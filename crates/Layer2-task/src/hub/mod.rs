//! Broadcast Hub
//!
//! - `BroadcastHub` - live observer set with per-observer ordered delivery
//! - `ObserverSink` - transport seam for one observer
//! - `ChannelSink` - in-process sink backed by a channel

pub mod broadcast;
pub mod sink;

pub use broadcast::{BroadcastHub, BroadcastReport, ObserverId};
pub use sink::{ChannelSink, ObserverSink};
//! Observer sinks - the transport side of an observer
//!
//! The hub only needs "send one opaque message" and "tell me it failed".
//! Framing (websocket, SSE, stdout lines) belongs to the sink.

use async_trait::async_trait;
use tasktrack_foundation::{Error, Result};
use tokio::sync::mpsc;

/// Outbound half of a live connection
#[async_trait]
pub trait ObserverSink: Send + Sync {
    /// Deliver one serialized message; an error marks the observer dead
    async fn send(&self, message: &str) -> Result<()>;

    /// Label for diagnostics
    fn name(&self) -> &str {
        "observer"
    }
}

/// Sink backed by an unbounded channel; fails once the receiver is dropped
pub struct ChannelSink {
    name: String,
    tx: mpsc::UnboundedSender<String>,
}

impl ChannelSink {
    pub fn new(name: impl Into<String>, tx: mpsc::UnboundedSender<String>) -> Self {
        Self {
            name: name.into(),
            tx,
        }
    }

    /// Sink plus the receiving end the transport drains
    pub fn pair(name: impl Into<String>) -> (Self, mpsc::UnboundedReceiver<String>) {
        let (tx, rx) = mpsc::unbounded_channel();
        (Self::new(name, tx), rx)
    }
}

#[async_trait]
impl ObserverSink for ChannelSink {
    async fn send(&self, message: &str) -> Result<()> {
        self.tx
            .send(message.to_string())
            .map_err(|_| Error::Delivery(format!("{}: receiver closed", self.name)))
    }

    fn name(&self) -> &str {
        &self.name
    }
}

#[cfg(test)]
mod tests {
    use super::*;

    #[tokio::test]
    async fn test_channel_sink_delivers_then_fails() {
        let (sink, mut rx) = ChannelSink::pair("test");

        sink.send("hello").await.unwrap();
        assert_eq!(rx.recv().await.as_deref(), Some("hello"));

        drop(rx);
        let err = sink.send("lost").await.unwrap_err();
        assert!(matches!(err, Error::Delivery(_)));
    }
}
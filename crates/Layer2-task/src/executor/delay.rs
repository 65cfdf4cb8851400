//! Processing delay between start and execution

use async_trait::async_trait;
use std::time::Duration;

/// Awaitable pause; swapped out in tests so nothing sleeps
#[async_trait]
pub trait Delay: Send + Sync {
    async fn wait(&self);
}

/// Real timer
#[derive(Debug, Clone, Copy)]
pub struct SleepDelay {
    duration: Duration,
}

impl SleepDelay {
    pub fn new(duration: Duration) -> Self {
        Self { duration }
    }

    pub fn duration(&self) -> Duration {
        self.duration
    }
}

#[async_trait]
impl Delay for SleepDelay {
    async fn wait(&self) {
        if !self.duration.is_zero() {
            tokio::time::sleep(self.duration).await;
        }
    }
}

/// Returns immediately
#[derive(Debug, Clone, Copy, Default)]
pub struct NoDelay;

#[async_trait]
impl Delay for NoDelay {
    async fn wait(&self) {}
}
------------------------------------------------
### Exercise description
Please reproduce each line above exactly as written.

### Response
filename crates/Layer2-task/src/hub/mod.rs
//! Broadcast Hub
//!
//! - `BroadcastHub` - live observer set with per-observer ordered delivery
//! - `ObserverSink` - transport seam for one observer
//! - `ChannelSink` - in-process sink backed by a channel

pub mod broadcast;
pub mod sink;

pub use broadcast::{BroadcastHub, BroadcastReport, ObserverId};
pub use sink::{ChannelSink, ObserverSink};
//! Observer sinks - the transport side of an observer
//!
//! The hub only needs "send one opaque message" and "tell me it failed".
//! Framing (websocket, SSE, stdout lines) belongs to the sink.

use async_trait::async_trait;
use tasktrack_foundation::{Error, Result};
use tokio::sync::mpsc;

/// Outbound half of a live connection
#[async_trait]
pub trait ObserverSink: Send + Sync {
    /// Deliver one serialized message; an error marks the observer dead
    async fn send(&self, message: &str) -> Result<()>;

    /// Label for diagnostics
    fn name(&self) -> &str {
        "observer"
    }
}

/// Sink backed by an unbounded channel; fails once the receiver is dropped
pub struct ChannelSink {
    name: String,
    tx: mpsc::UnboundedSender<String>,
}

impl ChannelSink {
    pub fn new(name: impl Into<String>, tx: mpsc::UnboundedSender<String>) -> Self {
        Self {
            name: name.into(),
            tx,
        }
    }

    /// Sink plus the receiving end the transport drains
    pub fn pair(name: impl Into<String>) -> (Self, mpsc::UnboundedReceiver<String>) {
        let (tx, rx) = mpsc::unbounded_channel();
        (Self::new(name, tx), rx)
    }
}

#[async_trait]
impl ObserverSink for ChannelSink {
    async fn send(&self, message: &str) -> Result<()> {
        self.tx
            .send(message.to_string())
            .map_err(|_| Error::Delivery(format!("{}: receiver closed", self.name)))
    }

    fn name(&self) -> &str {
        &self.name
    }
}

#[cfg(test)]
mod tests {
    use super::*;

    #[tokio::test]
    async fn test_channel_sink_delivers_then_fails() {
        let (sink, mut rx) = ChannelSink::pair("test");

        sink.send("hello").await.unwrap();
        assert_eq!(rx.recv().await.as_deref(), Some("hello"));

        drop(rx);
        let err = sink.send("lost").await.unwrap_err();
        assert!(matches!(err, Error::Delivery(_)));
    }
}
filename crates/Layer2-task/src/executor/delay.rs
repository 65cfdf4cb8851400
//! Processing delay between start and execution

use async_trait::async_trait;
use std::time::Duration;

/// Awaitable pause; swapped out in tests so nothing sleeps
#[async_trait]
pub trait Delay: Send + Sync {
    async fn wait(&self);
}

/// Real timer
#[derive(Debug, Clone, Copy)]
pub struct SleepDelay {
    duration: Duration,
}

impl SleepDelay {
    pub fn new(duration: Duration) -> Self {
        Self { duration }
    }

    pub fn duration(&self) -> Duration {
        self.duration
    }
}

#[async_trait]
impl Delay for SleepDelay {
    async fn wait(&self) {
        if !self.duration.is_zero() {
            tokio::time::sleep(self.duration).await;
        }
    }
}

/// Returns immediately
#[derive(Debug, Clone, Copy, Default)]
pub struct NoDelay;

#[async_trait]
impl Delay for NoDelay {
    async fn wait(&self) {}
}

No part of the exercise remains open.